Way to spot teens with disorders

Way to spot teens with disorders

Scientists have developed a newtechnique which they say can accurately identify teenagers who are at greater risk of developing mental disorders such as anxiety and depression.

The new technique devised by a team from the University College London involves computer programs that can distinguish between brain scans of healthy adolescents and those who are at risk of developing any mental disorders.

“We have a technique which shows enormous potential to help us identify which adolescents are at true risk of developing anxiety and mood disorders, especially where there is limited clinical or genetic information,” lead researcher Janaina Mourao-Miranda, a computer neuroscientist at UCL, was quoted as saying by LiveScience.

For their study, published online in the journal PLoS ONE, the researchers looked at 16 healthy adolescents who each had a bipolar parent, as well as 16 healthy adolescents whose parents had no history of psychiatric illness.

While the volunteers took part in two tasks in which they had to determine the gender of pairs of faces with emotional expressions — happy and neutral or fearful and neutral — while they had their brains scanned with functional magnetic resonance imaging.

Previous studies have shown the brains of those with mood disorders respond differently when looking at emotional facial expressions than those without such disorders.

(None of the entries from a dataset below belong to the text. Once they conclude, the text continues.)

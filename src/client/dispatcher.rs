//! Runs [`Command`]s against a backend and queues their [`Completion`]s.
//!
//! The UI thread never blocks on the network. In threaded mode each command
//! runs on its own short-lived worker; the event loop drains finished
//! completions with [`Dispatcher::drain`]. In-flight requests are never
//! cancelled: stale completions are filtered by generation in the state core.

use super::SearchBackend;
use crate::model::{Command, Completion};
use std::sync::mpsc::{self, Receiver, Sender};
use std::sync::Arc;
use std::thread;
use tracing::{debug, warn};

/// Where commands execute.
#[derive(Debug, Clone, Copy, PartialEq, Eq, Default)]
pub enum DispatchMode {
    /// One worker thread per command.
    #[default]
    Threaded,
    /// On the calling thread, completing before `dispatch` returns.
    Inline,
}

/// Command executor with a completion queue.
pub struct Dispatcher {
    backend: Arc<dyn SearchBackend>,
    mode: DispatchMode,
    tx: Sender<Completion>,
    rx: Receiver<Completion>,
}

impl std::fmt::Debug for Dispatcher {
    fn fmt(&self, f: &mut std::fmt::Formatter<'_>) -> std::fmt::Result {
        f.debug_struct("Dispatcher")
            .field("mode", &self.mode)
            .finish_non_exhaustive()
    }
}

impl Dispatcher {
    /// Create a dispatcher over `backend`.
    pub fn new(backend: Arc<dyn SearchBackend>, mode: DispatchMode) -> Self {
        let (tx, rx) = mpsc::channel();
        Self {
            backend,
            mode,
            tx,
            rx,
        }
    }

    /// Execution mode.
    pub fn mode(&self) -> DispatchMode {
        self.mode
    }

    /// Start executing `command`. Its completion shows up in a later
    /// [`drain`](Self::drain).
    pub fn dispatch(&self, command: Command) {
        debug!(?command, "dispatching");

        match self.mode {
            DispatchMode::Inline => self.run_inline(command),
            DispatchMode::Threaded => {
                let backend = Arc::clone(&self.backend);
                let tx = self.tx.clone();
                let retry = command.clone();

                let spawned = thread::Builder::new()
                    .name("sift-request".to_string())
                    .spawn(move || {
                        // Receiver gone means the app is shutting down.
                        let _ = tx.send(execute(backend.as_ref(), command));
                    });

                if let Err(err) = spawned {
                    warn!(error = %err, "failed to spawn request thread, running inline");
                    self.run_inline(retry);
                }
            }
        }
    }

    /// Take every completion that has arrived so far, oldest first.
    pub fn drain(&self) -> Vec<Completion> {
        let mut completions = Vec::new();
        while let Ok(completion) = self.rx.try_recv() {
            completions.push(completion);
        }
        completions
    }

    fn run_inline(&self, command: Command) {
        // The receiver lives in `self`, so this send cannot fail.
        let _ = self.tx.send(execute(self.backend.as_ref(), command));
    }
}

/// Perform one command synchronously.
pub fn execute(backend: &dyn SearchBackend, command: Command) -> Completion {
    match command {
        Command::FetchSuggestions { generation, query } => {
            let result = backend.autocomplete(&query);
            Completion::Suggestions {
                generation,
                query,
                result,
            }
        }
        Command::RunSearch { generation, query } => {
            let result = backend.search(&query);
            Completion::Search {
                generation,
                query,
                result,
            }
        }
    }
}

In three of the four cases, their new computer programme accurately identified the teen who belonged to either the low-risk or high-risk group.

Follow-up interviews 12 months to 45 months later showed that those teens identified as high risk often did develop mental disorders such as anxiety and depression.

However, Mourao-Miranda cautioned that their study was a preliminary one and “needs to be replicated with more people.” Interestingly, the researchers found the programme was best able to discriminate between adolescents in the low-risk and high-risk groups when they were shown neutral faces.

This supports previous studies suggesting that people with anxiety or mood disorders are more likely to perceive neutral faces as ambiguous or potentially threatening.

“Focusing on the brain’s response to neutral faces could help us diagnose the risk of mental disorders,” Mourao-Miranda said.

Future research could see if this approach works for a wide variety of other mental illnesses, he added.